[PATCH] D21921: [proof of concept] Port old PM CGSCC visitation logic to new PM

Thu Jul 7 19:08:11 PDT 2016

chandlerc added a comment.

Mostly a high-level comment below on the core of this patch's approach.


================
Comment at: include/llvm/Analysis/CGSCCPassManager.h:111-123
@@ -100,18 +110,15 @@
     PreservedAnalyses PA = PreservedAnalyses::all();
-    for (LazyCallGraph::RefSCC &RC : CG.postorder_ref_sccs()) {
-      if (DebugLogging)
-        dbgs() << "Running an SCC pass across the RefSCC: " << RC << "\n";
+    std::vector<std::unique_ptr<CallGraphSCC>> SCCs;
+    while (!CGI.isAtEnd()) {
+      const std::vector<CallGraphNode *> &NodeVec = *CGI;
+      SCCs.emplace_back(llvm::make_unique<CallGraphSCC>(CG, &CGI, NodeVec));
+      // Copy the current SCC and increment past it so that the pass can hack
+      // on the SCC if it wants to without invalidating our iterator.
+      ++CGI;
+      CallGraphSCC &CurSCC = *SCCs.back();
+      for (int i = 0; i < (int)MaxCGSCCIterations; i++) {
 
-      for (LazyCallGraph::SCC &C : RC) {
-        PreservedAnalyses PassPA = Pass.run(C, CGAM);
+        PreservedAnalyses PassPA = Pass.run(CurSCC, CGAM);
 
-        // We know that the CGSCC pass couldn't have invalidated any other
-        // SCC's analyses (that's the contract of a CGSCC pass), so
-        // directly handle the CGSCC analysis manager's invalidation here. We
-        // also update the preserved set of analyses to reflect that invalidated
-        // analyses are now safe to preserve.
-        // FIXME: This isn't quite correct. We need to handle the case where the
-        // pass updated the CG, particularly some child of the current SCC, and
-        // invalidate its analyses.
-        PassPA = CGAM.invalidate(C, std::move(PassPA));
+        PassPA = CGAM.invalidate(CurSCC, std::move(PassPA));
 
----------------
This is the core of this change, and it highlights the problem I have with this design. But I want to emphasize something: I freely admit that you can fix the immediate failure modes. I'll even suggest how you could do that. I still think that it is a problematic design though, and hopefully this helps surface why.

So, the key thing here is that you are building "stable" SCCs with identity on the fly by allocating CallGraphSCC objects in the vector of unique pointers. You then use their identity to thread the analysis management layers. Notably, you use it to access the FunctionAnalysisManager via the CGSCCAnalysisManager via the ModuleAnalysis manager.

Both the lookup below of the FunctionAnalysisManager's proxy and the invalidate here use this identity.

However, if you were to run multiple CGSCC pass managers one after the other, they would build different SCCs each time. There is no way to persist this, at the end of the CGSCC pass manager run, the SCCs are going away.
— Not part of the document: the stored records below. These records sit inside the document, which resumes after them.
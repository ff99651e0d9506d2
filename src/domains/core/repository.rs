use crate::auth::AuthContext;
use crate::errors::DomainResult;
use async_trait::async_trait;
use sqlx::{Sqlite, Transaction};
use std::collections::HashMap;
use uuid::Uuid;

/// Result type for delete operations
#[derive(Debug, PartialEq)]
pub enum DeleteResult {
    /// Record was hard deleted
    HardDeleted,

    /// Record was soft deleted, with list of dependencies that prevented hard delete
    SoftDeleted { dependencies: Vec<String> },

    /// Record was not deleted due to dependencies that prevented hard delete
    DependenciesPrevented { dependencies: Vec<String> },
}

/// Result type for batch delete operations
#[derive(Debug)]
pub struct BatchDeleteResult {
    /// Successfully hard deleted record IDs
    pub hard_deleted: Vec<Uuid>,

    /// Successfully soft deleted record IDs
    pub soft_deleted: Vec<Uuid>,

    /// Failed to delete record IDs
    pub failed: Vec<Uuid>,

    /// Map of ID to dependencies that prevented hard delete
    pub dependencies: HashMap<Uuid, Vec<String>>,
}

/// Trait for finding entities by ID
#[async_trait]
pub trait FindById<T> {
    /// Find an entity by ID
    async fn find_by_id(&self, id: Uuid) -> DomainResult<T>;
}

/// Trait for entities that support soft deletion
#[async_trait]
pub trait SoftDeletable {
    /// Soft delete an entity by ID (standalone)
    async fn soft_delete(&self, id: Uuid, auth: &AuthContext) -> DomainResult<()>;

    /// Soft delete an entity by ID within a transaction
    async fn soft_delete_with_tx(
        &self,
        id: Uuid,
        auth: &AuthContext,
        tx: &mut Transaction<'_, Sqlite>,
    ) -> DomainResult<()>;
}

/// Trait for entities that support hard deletion
#[async_trait]
pub trait HardDeletable {
    /// The name of the entity table in the database (for logging)
    fn entity_name(&self) -> &'static str;

    /// Hard delete an entity by ID (standalone)
    async fn hard_delete(&self, id: Uuid, auth: &AuthContext) -> DomainResult<()>;

    /// Hard delete an entity by ID within a transaction
    async fn hard_delete_with_tx(
        &self,
        id: Uuid,
        auth: &AuthContext,
        tx: &mut Transaction<'_, Sqlite>,
    ) -> DomainResult<()>;
}
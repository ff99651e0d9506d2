use chrono::{DateTime, Utc};
use serde::{Deserialize, Serialize};
use uuid::Uuid;

// Re-export UserRole and Permission from the permission module
pub use crate::domains::permission::{Permission, UserRole};

/// Common timestamp fields used across entities
#[derive(Debug, Clone, Serialize, Deserialize)]
pub struct Timestamps {
    pub created_at: DateTime<Utc>,
    pub updated_at: DateTime<Utc>,
    pub deleted_at: Option<DateTime<Utc>>,
}

/// Common authorship fields used across entities
#[derive(Debug, Clone, Serialize, Deserialize)]
pub struct Authorship {
    pub created_by_user_id: Option<Uuid>,
    pub updated_by_user_id: Option<Uuid>,
    pub deleted_by_user_id: Option<Uuid>,
}

/// Audit log action type enum
#[derive(Debug, Clone, Copy, PartialEq, Eq, Serialize, Deserialize)]
pub enum AuditLogAction {
    Create,
    Update,
    Delete,
    HardDelete,
    AttendanceRecorded,
    PaymentRecorded,
    EnrollmentConverted,
    PermissionDenied,
}

impl AuditLogAction {
    pub fn as_str(&self) -> &'static str {
        match self {
            AuditLogAction::Create => "create",
            AuditLogAction::Update => "update",
            AuditLogAction::Delete => "delete",
            AuditLogAction::HardDelete => "hard_delete",
            AuditLogAction::AttendanceRecorded => "attendance_recorded",
            AuditLogAction::PaymentRecorded => "payment_recorded",
            AuditLogAction::EnrollmentConverted => "enrollment_converted",
            AuditLogAction::PermissionDenied => "permission_denied",
        }
    }

    pub fn from_str(s: &str) -> Option<Self> {
        match s {
            "create" => Some(AuditLogAction::Create),
            "update" => Some(AuditLogAction::Update),
            "delete" => Some(AuditLogAction::Delete),
            "hard_delete" => Some(AuditLogAction::HardDelete),
            "attendance_recorded" => Some(AuditLogAction::AttendanceRecorded),
            "payment_recorded" => Some(AuditLogAction::PaymentRecorded),
            "enrollment_converted" => Some(AuditLogAction::EnrollmentConverted),
            "permission_denied" => Some(AuditLogAction::PermissionDenied),
            _ => None,
        }
    }
}

/// Pagination parameters
#[derive(Debug, Clone, Copy, Serialize, Deserialize, PartialEq, Eq)]
pub struct PaginationParams {
    pub page: u32,
    pub per_page: u32,
}

impl Default for PaginationParams {
    fn default() -> Self {
        Self {
            page: 1,
            per_page: 20,
        }
    }
}

/// Paginated result
#[derive(Debug, Clone, Serialize, Deserialize)]
pub struct PaginatedResult<T> {
    pub items: Vec<T>,
    pub total: u64,
    pub page: u32,
    pub per_page: u32,
    pub total_pages: u32,
}

impl<T> PaginatedResult<T> {
    pub fn new(items: Vec<T>, total: u64, params: PaginationParams) -> Self {
        let total_pages = (total as f64 / params.per_page as f64).ceil() as u32;
        Self {
            items,
            total,
            page: params.page,
            per_page: params.per_page,
            total_pages,
        }
    }
}
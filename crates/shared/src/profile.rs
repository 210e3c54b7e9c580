//! Profile and identity types.
//!
//! An `Identity` is the raw record issued by the directory service at login.
//! A `Profile` is the application-level user record (name, role, status)
//! resolved from the backing store after identity resolution.

use chrono::{DateTime, Utc};
use serde::{Deserialize, Serialize};

use crate::types::UserId;

/// Application role. Admins have full access; employees are restricted to
/// their own transactions and cannot manage users or categories.
#[derive(Debug, Clone, Copy, PartialEq, Eq, Serialize, Deserialize)]
#[serde(rename_all = "lowercase")]
pub enum Role {
    /// Full access, including user and category management.
    Admin,
    /// Restricted access: own transactions only.
    Employee,
}

impl Role {
    /// Returns true for the admin role.
    #[must_use]
    pub const fn is_admin(self) -> bool {
        matches!(self, Self::Admin)
    }
}

impl std::fmt::Display for Role {
    fn fmt(&self, f: &mut std::fmt::Formatter<'_>) -> std::fmt::Result {
        match self {
            Self::Admin => write!(f, "admin"),
            Self::Employee => write!(f, "employee"),
        }
    }
}

/// Account status. Deactivation is a soft transition; rows are never
/// physically removed.
#[derive(Debug, Clone, Copy, PartialEq, Eq, Serialize, Deserialize)]
#[serde(rename_all = "lowercase")]
pub enum UserStatus {
    /// Account can sign in.
    Active,
    /// Account has been deactivated by an administrator.
    Inactive,
}

impl UserStatus {
    /// Returns true if the account can sign in.
    #[must_use]
    pub const fn is_active(self) -> bool {
        matches!(self, Self::Active)
    }
}

/// Raw identity record issued by the directory service.
#[derive(Debug, Clone, PartialEq, Eq, Serialize, Deserialize)]
pub struct Identity {
    /// Unique identifier, shared with the profile row.
    pub id: UserId,
    /// Email address the identity was registered with.
    pub email: String,
    /// Display name from sign-up metadata, if any.
    pub name: Option<String>,
}

/// Application-level user record.
#[derive(Debug, Clone, PartialEq, Eq, Serialize, Deserialize)]
pub struct Profile {
    /// Unique identifier, shared with the identity.
    pub id: UserId,
    /// Display name.
    pub name: String,
    /// Email address.
    pub email: String,
    /// Application role.
    pub role: Role,
    /// Account status.
    pub status: UserStatus,
    /// Creation timestamp.
    pub created_at: DateTime<Utc>,
    /// Last update timestamp.
    pub updated_at: DateTime<Utc>,
}

impl Profile {
    /// Synthesizes a fallback profile for an identity with no persisted
    /// profile row.
    ///
    /// The name comes from sign-up metadata when present, otherwise the local
    /// part of the email. The role defaults to the least-privileged
    /// `Employee`, except the distinguished bootstrap email which is granted
    /// `Admin`.
    #[must_use]
    pub fn fallback_for(identity: &Identity, bootstrap_admin_email: &str, now: DateTime<Utc>) -> Self {
        let name = identity
            .name
            .clone()
            .filter(|n| !n.trim().is_empty())
            .unwrap_or_else(|| {
                identity
                    .email
                    .split('@')
                    .next()
                    .unwrap_or(identity.email.as_str())
                    .to_string()
            });

        let role = if identity.email.eq_ignore_ascii_case(bootstrap_admin_email) {
            Role::Admin
        } else {
            Role::Employee
        };

        Self {
            id: identity.id,
            name,
            email: identity.email.clone(),
            role,
            status: UserStatus::Active,
            created_at: now,
            updated_at: now,
        }
    }
}
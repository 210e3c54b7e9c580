//! Storage error types.

use thiserror::Error;

/// Avatar storage errors.
#[derive(Debug, Error)]
pub enum StorageError {
    /// File size exceeds maximum allowed.
    #[error("avatar size {size} bytes exceeds maximum allowed {max} bytes")]
    FileTooLarge {
        /// Actual file size.
        size: u64,
        /// Maximum allowed size.
        max: u64,
    },

    /// MIME type not allowed.
    #[error("MIME type '{mime_type}' is not allowed for avatars")]
    InvalidMimeType {
        /// The rejected MIME type.
        mime_type: String,
    },

    /// Object not found in storage.
    #[error("object not found: {key}")]
    NotFound {
        /// Storage key that was not found.
        key: String,
    },

    /// Presign operation not supported by provider.
    #[error("presign operation not supported by storage provider")]
    PresignNotSupported,

    /// Storage provider configuration error.
    #[error("storage configuration error: {0}")]
    Configuration(String),

    /// OpenDAL operation error.
    #[error("storage operation failed: {0}")]
    Operation(String),
}

impl StorageError {
    /// Create a file too large error.
    #[must_use]
    pub fn file_too_large(size: u64, max: u64) -> Self {
        Self::FileTooLarge { size, max }
    }

    /// Create an invalid MIME type error.
    #[must_use]
    pub fn invalid_mime_type(mime_type: impl Into<String>) -> Self {
        Self::InvalidMimeType {
            mime_type: mime_type.into(),
        }
    }

    /// Create a configuration error.
    #[must_use]
    pub fn configuration(msg: impl Into<String>) -> Self {
        Self::Configuration(msg.into())
    }
}

impl From<opendal::Error> for StorageError {
    fn from(err: opendal::Error) -> Self {
        match err.kind() {
            opendal::ErrorKind::NotFound => Self::NotFound {
                key: err.to_string(),
            },
            opendal::ErrorKind::Unsupported => Self::PresignNotSupported,
            _ => Self::Operation(err.to_string()),
        }
    }
}
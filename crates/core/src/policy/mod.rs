//! Role-based access predicates.
//!
//! These predicates gate edit/delete affordances and admin-only views in the
//! presentation layer. They are a client-side convenience ONLY: authoritative
//! enforcement belongs to the backing store's own access rules (row-level
//! security), which is outside this crate's scope. Never treat these checks
//! as a security boundary.

use kasbook_shared::profile::Role;
use kasbook_shared::types::UserId;

/// Returns true if the actor may edit or delete a transaction owned by
/// `owner_id`.
///
/// Admins may modify anything; employees only their own transactions.
#[must_use]
pub fn can_modify(actor_role: Role, actor_id: UserId, owner_id: UserId) -> bool {
    match actor_role {
        Role::Admin => true,
        Role::Employee => actor_id == owner_id,
    }
}

/// Returns true if the role may open admin-only views (category and user
/// management).
#[must_use]
pub const fn can_access_admin_page(role: Role) -> bool {
    role.is_admin()
}

#[cfg(test)]
mod tests {
    use super::*;
    use rstest::rstest;

    #[test]
    fn test_admin_can_modify_anything() {
        let actor = UserId::new();
        let owner = UserId::new();
        assert!(can_modify(Role::Admin, actor, owner));
        assert!(can_modify(Role::Admin, actor, actor));
    }

    #[rstest]
    #[case(true)]
    #[case(false)]
    fn test_employee_only_own_rows(#[case] owns_it: bool) {
        let actor = UserId::new();
        let owner = if owns_it { actor } else { UserId::new() };
        assert_eq!(can_modify(Role::Employee, actor, owner), owns_it);
    }

    #[test]
    fn test_admin_page_gate() {
        assert!(can_access_admin_page(Role::Admin));
        assert!(!can_access_admin_page(Role::Employee));
    }
}
//! Aggregation result types.

use chrono::NaiveDate;
use rust_decimal::Decimal;
use serde::{Deserialize, Serialize};

use crate::ledger::FlowKind;

/// Filter window applied before summarizing.
#[derive(Debug, Clone, Copy, PartialEq, Eq, Serialize, Deserialize)]
#[serde(rename_all = "lowercase")]
pub enum Period {
    /// Trailing 7 calendar days, including today.
    Weekly,
    /// Trailing one calendar month, including today.
    Monthly,
    /// No filter.
    All,
}

/// Summary figures for a filtered period.
#[derive(Debug, Clone, PartialEq, Eq, Serialize, Deserialize)]
pub struct PeriodSummary {
    /// Sum of income amounts in the window.
    pub income: Decimal,
    /// Sum of expense amounts in the window.
    pub expense: Decimal,
    /// Income minus expense.
    pub net: Decimal,
    /// Number of transactions in the window.
    pub count: usize,
}

impl PeriodSummary {
    /// An all-zero summary, returned for empty windows.
    #[must_use]
    pub fn zero() -> Self {
        Self {
            income: Decimal::ZERO,
            expense: Decimal::ZERO,
            net: Decimal::ZERO,
            count: 0,
        }
    }
}

/// One day of the weekly cash-flow chart.
#[derive(Debug, Clone, PartialEq, Eq, Serialize, Deserialize)]
pub struct DailyFlow {
    /// Calendar day this bucket covers.
    pub day: NaiveDate,
    /// Income recorded on exactly this day.
    pub income: Decimal,
    /// Expense recorded on exactly this day.
    pub expense: Decimal,
}

impl DailyFlow {
    /// Net profit for the day.
    #[must_use]
    pub fn profit(&self) -> Decimal {
        self.income - self.expense
    }
}

/// One month of the monthly trend chart.
#[derive(Debug, Clone, PartialEq, Eq, Serialize, Deserialize)]
pub struct MonthlyFlow {
    /// Calendar year.
    pub year: i32,
    /// Calendar month (1-12).
    pub month: u32,
    /// Income recorded in this month.
    pub income: Decimal,
    /// Expense recorded in this month.
    pub expense: Decimal,
}

/// Aggregated total for one category.
#[derive(Debug, Clone, PartialEq, Eq, Serialize, Deserialize)]
pub struct CategoryTotal {
    /// Resolved category name, or the `"unknown"` sentinel.
    pub category: String,
    /// Flow kind of the first transaction that opened this bucket.
    pub kind: FlowKind,
    /// Sum of amounts grouped under this name.
    pub total: Decimal,
}
//! Typed IDs for type-safe entity references.
//!
//! Using typed IDs prevents accidentally passing a `UserId` where a
//! `CategoryId` is expected.

use serde::{Deserialize, Serialize};
use uuid::Uuid;

/// Macro to generate typed ID wrappers.
macro_rules! typed_id {
    ($name:ident, $doc:expr) => {
        #[doc = $doc]
        #[derive(Debug, Clone, Copy, PartialEq, Eq, Hash, Serialize, Deserialize)]
        #[serde(transparent)]
        pub struct $name(pub Uuid);

        impl $name {
            /// Creates a new random ID using UUID v7 (time-ordered).
            #[must_use]
            pub fn new() -> Self {
                Self(Uuid::now_v7())
            }

            /// Creates an ID from an existing UUID.
            #[must_use]
            pub const fn from_uuid(uuid: Uuid) -> Self {
                Self(uuid)
            }

            /// Returns the inner UUID.
            #[must_use]
            pub const fn into_inner(self) -> Uuid {
                self.0
            }
        }

        impl Default for $name {
            fn default() -> Self {
                Self::new()
            }
        }

        impl std::fmt::Display for $name {
            fn fmt(&self, f: &mut std::fmt::Formatter<'_>) -> std::fmt::Result {
                write!(f, "{}", self.0)
            }
        }

        impl std::str::FromStr for $name {
            type Err = uuid::Error;

            fn from_str(s: &str) -> Result<Self, Self::Err> {
                Ok(Self(Uuid::parse_str(s)?))
            }
        }
    };
}

typed_id!(UserId, "Unique identifier for a user profile.");
typed_id!(TransactionId, "Unique identifier for a transaction.");
typed_id!(CategoryId, "Unique identifier for a category.");
//! Shared types, errors, and configuration for Kasbook.
//!
//! This crate provides common types used across all other crates:
//! - Typed IDs for type-safe entity references
//! - Profile, identity, and role types
//! - Application-wide error taxonomy
//! - Configuration management

pub mod config;
pub mod error;
pub mod profile;
pub mod types;

pub use config::AppConfig;
pub use error::{AuthError, DataError};
pub use profile::{Identity, Profile, Role, UserStatus};
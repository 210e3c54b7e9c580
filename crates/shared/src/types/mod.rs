//! Common type definitions.

pub mod id;

pub use id::{CategoryId, TransactionId, UserId};
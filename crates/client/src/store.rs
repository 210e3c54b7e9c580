//! The session store.
//!
//! A single explicitly-owned object holding the `(identity, profile,
//! loading)` triple for the whole application lifetime. Constructed at app
//! start, passed by reference to consumers, torn down at app exit; never
//! ambient global state.
//!
//! State machine: `Unauthenticated -> Authenticating -> Authenticated`
//! (with `ProfileLoading -> ProfileResolved | ProfileFallback` in parallel)
//! `-> Unauthenticated` on sign-out. Profile resolution is bounded by a
//! configured timeout and always releases the loading flag.

use std::sync::Arc;
use std::sync::atomic::{AtomicU64, Ordering};
use std::time::Duration;

use kasbook_core::auth::SignUpForm;
use kasbook_core::auth::ValidationError;
use kasbook_shared::config::SessionConfig;
use kasbook_shared::error::{AuthError, DataError};
use kasbook_shared::profile::{Identity, Profile, Role, UserStatus};
use kasbook_shared::types::UserId;
use thiserror::Error;
use tokio::sync::{RwLock, broadcast};
use tracing::{debug, info, warn};

use crate::directory::{DirectoryService, IdentityEvent, ProfileFilter, SignUpOutcome};
use crate::token::TokenShelf;

/// How many times user creation re-checks for the profile row before
/// writing it itself.
const PROFILE_CONFIRM_ATTEMPTS: u32 = 3;

/// Base delay between profile confirmation attempts.
const PROFILE_CONFIRM_BACKOFF: Duration = Duration::from_millis(100);

/// Errors from the sign-up flow.
#[derive(Debug, Clone, PartialEq, Eq, Error)]
pub enum SignUpError {
    /// The form failed client-side validation; no network call was made.
    #[error(transparent)]
    Validation(#[from] ValidationError),

    /// The provider rejected the request.
    #[error(transparent)]
    Auth(#[from] AuthError),
}

/// Read-only copy of the session triple handed to consumers.
#[derive(Debug, Clone)]
pub struct SessionSnapshot {
    /// The authenticated identity, if any.
    pub identity: Option<Identity>,
    /// The resolved (or fallback) profile, if any.
    pub profile: Option<Profile>,
    /// True while a profile resolution is in flight.
    pub loading: bool,
}

impl SessionSnapshot {
    /// Returns true if an identity is present.
    #[must_use]
    pub const fn is_authenticated(&self) -> bool {
        self.identity.is_some()
    }
}

#[derive(Debug, Default)]
struct SessionState {
    identity: Option<Identity>,
    profile: Option<Profile>,
    loading: bool,
}

/// The session store.
///
/// Owns the only cross-component mutable shared state in the system and
/// mediates every transition on it.
pub struct SessionStore<D> {
    directory: Arc<D>,
    state: RwLock<SessionState>,
    /// Identity generation counter. Every sign-in, sign-out, and token
    /// refresh bumps it; a profile resolution commits only if the generation
    /// it was started for is still current (last-write-wins).
    generation: AtomicU64,
    tokens: TokenShelf,
    config: SessionConfig,
}

impl<D: DirectoryService> SessionStore<D> {
    /// Creates a store over a directory service.
    #[must_use]
    pub fn new(directory: Arc<D>, config: SessionConfig) -> Self {
        Self {
            directory,
            state: RwLock::new(SessionState::default()),
            generation: AtomicU64::new(0),
            tokens: TokenShelf::new(),
            config,
        }
    }

    /// Local token shelf the identity provider persists its tokens into.
    #[must_use]
    pub fn tokens(&self) -> &TokenShelf {
        &self.tokens
    }

    /// Returns a read-only copy of the session triple.
    pub async fn snapshot(&self) -> SessionSnapshot {
        let state = self.state.read().await;
        SessionSnapshot {
            identity: state.identity.clone(),
            profile: state.profile.clone(),
            loading: state.loading,
        }
    }

    /// Authenticates with email and password.
    ///
    /// On success the provider emits a `SignedIn` identity event, which
    /// drives profile resolution; this method itself does not mutate local
    /// state. Errors are surfaced for display and never retried.
    pub async fn sign_in(&self, email: &str, password: &str) -> Result<(), AuthError> {
        self.directory.sign_in(email, password).await
    }

    /// Requests account creation.
    ///
    /// The form is validated before any network call. Sign-up never
    /// authenticates the session directly; the outcome reports whether the
    /// provider requires email confirmation first.
    pub async fn sign_up(&self, form: &SignUpForm) -> Result<SignUpOutcome, SignUpError> {
        form.validate()?;
        let outcome = self
            .directory
            .sign_up(&form.email, &form.password, &form.name)
            .await?;
        info!(
            requires_confirmation = outcome.requires_confirmation,
            "sign-up accepted"
        );
        Ok(outcome)
    }

    /// Signs out.
    ///
    /// Local state is cleared first, unconditionally: identity, then
    /// profile, then every persisted token under the configured key prefix.
    /// The remote sign-out runs after that, bounded by the profile timeout;
    /// its failure is logged and never surfaced, so the UI can never be
    /// stuck logged in.
    pub async fn sign_out(&self) {
        self.generation.fetch_add(1, Ordering::SeqCst);

        {
            let mut state = self.state.write().await;
            state.identity = None;
            state.profile = None;
            state.loading = false;
        }

        let purged = self.tokens.purge_prefix(&self.config.token_key_prefix);
        debug!(purged, "cleared persisted session tokens");

        let bound = Duration::from_secs(self.config.profile_timeout_secs);
        if tokio::time::timeout(bound, self.directory.sign_out())
            .await
            .is_err()
        {
            warn!("remote sign-out timed out; local session already cleared");
        }
    }

    /// Consumes the directory's identity event stream until it closes.
    ///
    /// Intended to be spawned once at app start.
    pub async fn run_event_loop(&self) {
        let mut events = self.directory.subscribe();
        loop {
            match events.recv().await {
                Ok(event) => self.apply_event(event).await,
                Err(broadcast::error::RecvError::Lagged(skipped)) => {
                    warn!(skipped, "identity event stream lagged");
                }
                Err(broadcast::error::RecvError::Closed) => break,
            }
        }
    }

    /// Applies one identity event to the session state.
    ///
    /// `SignedIn` and `TokenRefreshed` start a bounded profile resolution
    /// for a fresh generation; `SignedOut` clears the triple.
    pub async fn apply_event(&self, event: IdentityEvent) {
        match event {
            IdentityEvent::SignedIn(identity) | IdentityEvent::TokenRefreshed(identity) => {
                let generation = self.generation.fetch_add(1, Ordering::SeqCst) + 1;
                {
                    let mut state = self.state.write().await;
                    state.identity = Some(identity.clone());
                    state.loading = true;
                }
                self.resolve_profile(&identity, generation).await;
            }
            IdentityEvent::SignedOut => {
                self.generation.fetch_add(1, Ordering::SeqCst);
                let mut state = self.state.write().await;
                state.identity = None;
                state.profile = None;
                state.loading = false;
            }
        }
    }

    /// Resolves the profile for an authenticated identity.
    ///
    /// Bounded by the configured timeout. A missing row is replaced by a
    /// synthesized fallback profile which is also written back best-effort;
    /// lookup errors and timeouts degrade to the fallback as well, because
    /// failing to resolve a profile must never block application usability.
    /// The result is committed only if `generation` is still current, so a
    /// slow resolution from an old sign-in can never overwrite a newer
    /// session.
    pub async fn resolve_profile(&self, identity: &Identity, generation: u64) {
        let bound = Duration::from_secs(self.config.profile_timeout_secs);
        let now = chrono::Utc::now();

        let profile = match tokio::time::timeout(
            bound,
            self.directory.fetch_profile(identity.id),
        )
        .await
        {
            Ok(Ok(profile)) => profile,
            Ok(Err(err)) if err.is_not_found() => {
                let fallback =
                    Profile::fallback_for(identity, &self.config.bootstrap_admin_email, now);
                info!(user_id = %identity.id, role = %fallback.role, "synthesized fallback profile");
                if let Err(persist_err) = self.directory.upsert_profile(&fallback).await {
                    // The fallback is still used; persistence is best-effort.
                    warn!(error = %persist_err, "failed to persist fallback profile");
                }
                fallback
            }
            Ok(Err(err)) => {
                warn!(error = %err, "profile lookup failed, using fallback");
                Profile::fallback_for(identity, &self.config.bootstrap_admin_email, now)
            }
            Err(_elapsed) => {
                warn!(
                    timeout_secs = self.config.profile_timeout_secs,
                    "profile resolution timed out, using fallback"
                );
                Profile::fallback_for(identity, &self.config.bootstrap_admin_email, now)
            }
        };

        if self.generation.load(Ordering::SeqCst) != generation {
            debug!(generation, "discarding stale profile resolution");
            return;
        }

        let mut state = self.state.write().await;
        state.profile = Some(profile);
        state.loading = false;
    }

    /// Creates a user as a two-step sequence: create the identity, then
    /// confirm the profile row exists with the requested name and role,
    /// retrying a bounded number of times on not-found before writing the
    /// row directly (admin operation).
    pub async fn create_user(
        &self,
        email: &str,
        password: &str,
        name: &str,
        role: Role,
    ) -> Result<Profile, SignUpError> {
        let identity = self.directory.create_user(email, password, name, role).await?;
        let now = chrono::Utc::now();

        for attempt in 1..=PROFILE_CONFIRM_ATTEMPTS {
            match self.directory.fetch_profile(identity.id).await {
                Ok(mut profile) => {
                    profile.name = name.to_string();
                    profile.role = role;
                    profile.updated_at = now;
                    self.directory
                        .upsert_profile(&profile)
                        .await
                        .map_err(|e| AuthError::Provider(e.to_string()))?;
                    return Ok(profile);
                }
                Err(err) if err.is_not_found() => {
                    debug!(attempt, "profile row not yet present after user creation");
                    tokio::time::sleep(PROFILE_CONFIRM_BACKOFF * attempt).await;
                }
                Err(err) => return Err(AuthError::Provider(err.to_string()).into()),
            }
        }

        // The provider never materialized the row; write it ourselves.
        let profile = Profile {
            id: identity.id,
            name: name.to_string(),
            email: identity.email.clone(),
            role,
            status: UserStatus::Active,
            created_at: now,
            updated_at: now,
        };
        self.directory
            .upsert_profile(&profile)
            .await
            .map_err(|e| AuthError::Provider(e.to_string()))?;
        Ok(profile)
    }

    /// Updates a user's name and role, tagging `updated_at` (admin
    /// operation).
    pub async fn update_user(
        &self,
        user_id: UserId,
        name: &str,
        role: Role,
    ) -> Result<Profile, DataError> {
        let mut profile = self.directory.fetch_profile(user_id).await?;
        profile.name = name.to_string();
        profile.role = role;
        profile.updated_at = chrono::Utc::now();
        self.directory.upsert_profile(&profile).await?;
        Ok(profile)
    }

    /// Soft-deletes a user (admin operation). The row is kept with status
    /// inactive; nothing is physically removed.
    pub async fn deactivate_user(&self, user_id: UserId) -> Result<(), DataError> {
        self.directory.deactivate_user(user_id).await
    }

    /// Lists user profiles (admin operation).
    pub async fn list_users(&self, exclude_inactive: bool) -> Result<Vec<Profile>, DataError> {
        self.directory
            .list_profiles(ProfileFilter { exclude_inactive })
            .await
    }
}
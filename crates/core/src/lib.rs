//! Core business logic for Kasbook.
//!
//! This crate contains pure business logic with ZERO web or database
//! dependencies. All domain types, validation rules, and calculations live
//! here.
//!
//! # Modules
//!
//! - `ledger` - Transaction and category domain types with validation
//! - `reports` - The aggregation engine: totals, net income, time series
//! - `policy` - Role-based access predicates for the presentation layer
//! - `auth` - Password hashing and sign-up form validation

pub mod auth;
pub mod ledger;
pub mod policy;
pub mod reports;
To make this code correct, you should probably use the 'clear' method on the CGSCCAnalysisManager at the end of the CGSCC pass manager run. I think there are some bugs in the current pass manager code you'll hit if you do that. We can write some unit tests that hit these (sorry, I missed them when originally working on it) and fix them. Once fixed, that should make this approach correct AFAICT. However, I don't like some of the consequences.

If we fix the bugs in the 'clear' code path in the new pass manager, this will have the effect of invalidating all function analyses computed thus far (assuming it follows the current design direction of the pass manager thus far). And one of the really big goals of the new pass manager design was to reduce the re-computing of analyses through caching.

The way I see to continue to get caching for function analyses with this approach would be to avoid doing downward invalidation[1]. That is, when an SCC pass invalidates SCC analyses, don't have that trigger invalidation of function analyses. We could probably make that direction work, but it would mean manually tracking function analysis invalidation here and in the module pass manager rather than relying on the wiring between the proxies to do this for us.

So that is what I think it would look like to make the approach in this patch at least functional for the passes as they exist in the tree today.


Beyond that, as Sean has said, this doesn't really have a good mechanism to support SCC-based analyses. They will currently work, but they will be cached against an SCC that isn't being updated, and they won't survive the CGSCC pass manager run or be queryable. Notably, if we want an SCC analysis, we won't be able to query it from a module pass without duplicating the logic here to run the SCC iterator over the module and produce SCCs that we can then query the CGAM with.

Now, we have no need of that today. But I think it is a mistake to design in a different limitation like this.


I understand that your goal in this Sean is to make incremental progress. However, I am personally much more interested in figuring out the long term design for the CGSCC passes and the new pass manager. I think it will create churn to maintain all of the different permutations, as I think even with this approach we will have significant differences and challenges with the new pass manager. And so I think we will end up supporting both the legacy pass manager, and this one, *and* the one with stable SCCs that provides a more direct solution to the analysis challenges outlined above.



[1]: "downward invalidation" is something I had planned to add, but hadn't gotten to yet. It clearly would benefit from being visible in the code though, so I'm going to work on a short patch that adds it and unit tests that show how it would work. Naturally, we can always go a different direction if needed.


http://reviews.llvm.org/D21921